Ich glaube ja, an sich wollen wir uns garnicht (!!!) verändern – zumindest nicht so, wie wir das momentan betreiben. Eigentlich wollen wir, dass jemand kommt und sagt: „Baby, du bist genau richtig, wie Du bist. Alles ist gut. Relax.“

Deswegen hör mir jetzt mal genau zu: „Baby, du bist genau richtig, wie Du bist. Alles ist gut. Relax.“

Was machen wir aber jetzt mit diesem offensichtlichen Paradox? Wir spüren doch, dass sich etwas verändern muss, dass wir nicht ganz frei sind, nicht ganz glücklich, dass im Kern was brodelt.

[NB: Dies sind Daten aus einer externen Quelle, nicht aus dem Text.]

//! Shared mutable state of a registry.
//!
//! Everything in here runs under the registry mutex. No subscriber callback is
//! ever invoked from this module; callers take a [`Snapshot`] and deliver
//! after the lock is released.

use herald_core::{Message, Subscriber, SubscriberId};
use std::{
    collections::{HashMap, VecDeque},
    mem,
    sync::{Arc, Weak},
};

pub(crate) type WeakSubscriber<N, R> = Weak<dyn Subscriber<N, R>>;
pub(crate) type StrongSubscriber<N, R> = Arc<dyn Subscriber<N, R>>;

/// Live subscribers resolved at one instant.
pub(crate) struct Snapshot<N: Message, R: Message> {
    pub live: Vec<StrongSubscriber<N, R>>,
    /// Entries whose subscriber no longer exists.
    pub stale: usize,
}

/// Result of inserting a subscriber.
pub(crate) enum Insert<R> {
    AlreadyPresent,
    Inserted,
    /// Inserted into an empty set while responses were pending. The caller
    /// owns the drain and must finish it with [`State::finish_drain`].
    Backlog(VecDeque<R>),
}

/// Where a published response goes.
pub(crate) enum ResponseRoute<N: Message, R: Message> {
    /// Nobody is subscribed; appended to the pending queue.
    Buffered,
    /// A drain is in flight; a draining thread broadcasts it afterwards.
    Deferred,
    /// Broadcast now. `responses` ends with the published one and starts with
    /// any deferred responses left behind by an abandoned drain.
    Broadcast {
        responses: VecDeque<R>,
        snapshot: Snapshot<N, R>,
    },
}

/// Next step for a thread that owns a drain.
pub(crate) enum DrainStep<N: Message, R: Message> {
    Done,
    /// Responses published during the drain, to broadcast in order.
    Flush(VecDeque<R>, Snapshot<N, R>),
}

pub(crate) struct State<N: Message, R: Message> {
    subscribers: HashMap<SubscriberId, WeakSubscriber<N, R>>,
    pending: VecDeque<R>,
    deferred: VecDeque<R>,
    /// Number of registrations currently delivering a backlog.
    drains: usize,
}

impl<N: Message, R: Message> State<N, R> {
    pub fn new() -> Self {
        Self {
            subscribers: HashMap::new(),
            pending: VecDeque::new(),
            deferred: VecDeque::new(),
            drains: 0,
        }
    }

    pub fn len(&self) -> usize {
        self.subscribers.len()
    }

    pub fn pending_len(&self) -> usize {
        self.pending.len()
    }

    pub fn contains(&self, id: SubscriberId) -> bool {
        self.subscribers.contains_key(&id)
    }

    pub fn insert(&mut self, id: SubscriberId, subscriber: WeakSubscriber<N, R>) -> Insert<R> {
        if self.subscribers.contains_key(&id) {
            return Insert::AlreadyPresent;
        }
        if self.subscribers.is_empty() {
            self.requeue_deferred();
        }
        self.subscribers.insert(id, subscriber);

        if self.pending.is_empty() {
            Insert::Inserted
        } else {
            self.drains += 1;
            Insert::Backlog(mem::take(&mut self.pending))
        }
    }

    pub fn remove(&mut self, id: SubscriberId) -> bool {
        self.subscribers.remove(&id).is_some()
    }

    /// Removes entries whose subscriber has been dropped.
    pub fn prune(&mut self) -> usize {
        let before = self.subscribers.len();
        self.subscribers.retain(|_, weak| weak.strong_count() > 0);
        before - self.subscribers.len()
    }

    pub fn snapshot(&mut self, prune: bool) -> Snapshot<N, R> {
        let mut live = Vec::with_capacity(self.subscribers.len());
        let mut stale = 0;

        if prune {
            self.subscribers.retain(|_, weak| match weak.upgrade() {
                Some(subscriber) => {
                    live.push(subscriber);
                    true
                }
                None => {
                    stale += 1;
                    false
                }
            });
        } else {
            for weak in self.subscribers.values() {
                match weak.upgrade() {
                    Some(subscriber) => live.push(subscriber),
                    None => stale += 1,
                }
            }
        }

        Snapshot { live, stale }
    }

    /// Decides, in one step, whether `response` is buffered or broadcast.
    ///
    /// The emptiness test sees the set after pruning, when pruning is on.
    /// Nothing is upgraded on the buffering paths, so no subscriber can be
    /// dropped while the lock is held.
    pub fn route_response(&mut self, response: R, prune: bool) -> ResponseRoute<N, R> {
        let pruned = if prune { self.prune() } else { 0 };

        if self.subscribers.is_empty() {
            self.requeue_deferred();
            self.pending.push_back(response);
            ResponseRoute::Buffered
        } else if self.drains > 0 {
            self.deferred.push_back(response);
            ResponseRoute::Deferred
        } else {
            self.deferred.push_back(response);
            let mut snapshot = self.snapshot(prune);
            snapshot.stale += pruned;
            ResponseRoute::Broadcast {
                responses: mem::take(&mut self.deferred),
                snapshot,
            }
        }
    }

    /// Called by a draining thread once its backlog has been delivered.
    ///
    /// Only the last outstanding drain flushes the deferred responses, so they
    /// are broadcast once and in arrival order. If every subscriber left in the
    /// meantime, they move to the front of the pending queue.
    pub fn finish_drain(&mut self, prune: bool) -> DrainStep<N, R> {
        if self.drains > 1 || self.deferred.is_empty() {
            self.drains = self.drains.saturating_sub(1);
            return DrainStep::Done;
        }

        if prune {
            self.prune();
        }
        if self.subscribers.is_empty() {
            self.requeue_deferred();
            self.drains = 0;
            return DrainStep::Done;
        }

        let snapshot = self.snapshot(prune);
        DrainStep::Flush(mem::take(&mut self.deferred), snapshot)
    }

    /// Called instead of [`finish_drain`](Self::finish_drain) when a drain
    /// unwinds. Deferred responses that no drain is left to flush stay parked
    /// and go out ahead of the next response published.
    pub fn abandon_drain(&mut self) {
        self.drains = self.drains.saturating_sub(1);
        if self.drains == 0 && self.subscribers.is_empty() {
            self.requeue_deferred();
        }
    }

    /// Moves deferred responses to the front of the pending queue.
    ///
    /// Deferred responses are always older than anything appended to the
    /// pending queue after them, so the next backlog stays in arrival order.
    fn requeue_deferred(&mut self) {
        if self.deferred.is_empty() {
            return;
        }
        let mut requeued = mem::take(&mut self.deferred);
        requeued.append(&mut self.pending);
        self.pending = requeued;
    }
}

Ich glaube gleichzeitig, dass in diesem Wunsch nach Veränderung durchaus ein sehr wahrer Kern liegt. Es ist die tiefe Sehnsucht, nach uns selbst. Nach unserem natürlichen Selbst. Nach echt sein. Authentisch sein. Einfach ich sein.

Aber wie? 🤷‍♀️

Ein erster Schritt, ist anzuerkennen, dass DAS, was wir verändern wollen, DAS „Ich muss anders sein, als ich eh gerade bin“ ist.

Was wir wirklich loslassen wollen, ist die Tatsache, dass wir meinen, irgendwie anders sein zu müssen, als wir es eh schon sind.

Wir wünschen uns Erlösung vom dem, was NICHT WIR SIND. Und was wir nicht sind, ist eben dieses Streben nach einem „vermeintlich perfekten Selbstbild“, nach einer Idee von uns, die sich mit jedem Schritt, den wir darauf zugehen, zwei weitere Schritte von uns entfernt.

Was WIR NICHT SIND, ist eine Idee von uns, die es erst zu „erreichen“ gilt. Die irgendwo in der Zukunft winkt und auf uns wartet (falls sie wartet… das ist eine andere Frage).

Entschuldige diese eventuell etwas kryptisch anmutende Ausdrucksweise. Aber es ist gar nicht so leicht, dieses Paradox auf den Punkt zu bringen, es an die Wand zu nageln, so dass es nicht mehr entkommen kann, aber wir möglicherweise ihm.

Ich finde gerade immer mehr Fokus, darüber, was ich mit meiner Arbeit ermöglichen möchte und ERMÖGLICHEN KANN, weil es bereits in mir Realität ist und immer mehr erblüht.

„Sei doch, wer Du eh schon bist!“ trifft das Ganze auf den Punkt.

Oder, um im Brene-Brown-Wording zu bleiben: “Being yourself, does not require you to change who you are, but to be who you are. Who you already are and who you always have been.”

 

Es ist ein grundlegendes Paradox, dass Dich, sobald Du es löst, erlösen wird. In der Lösung dieses Paradoxes liegt eine grundlegende Befreiung, die Dir niemand mehr nehmen kann.

Für diesen Weg öffne ich die Tür.

Durch mich. Denn ich lebe, dass es möglich ist.

Sei doch, wer Du eh schon bist.
Und entdecke Dich dadurch jeden Tag aufs Neue.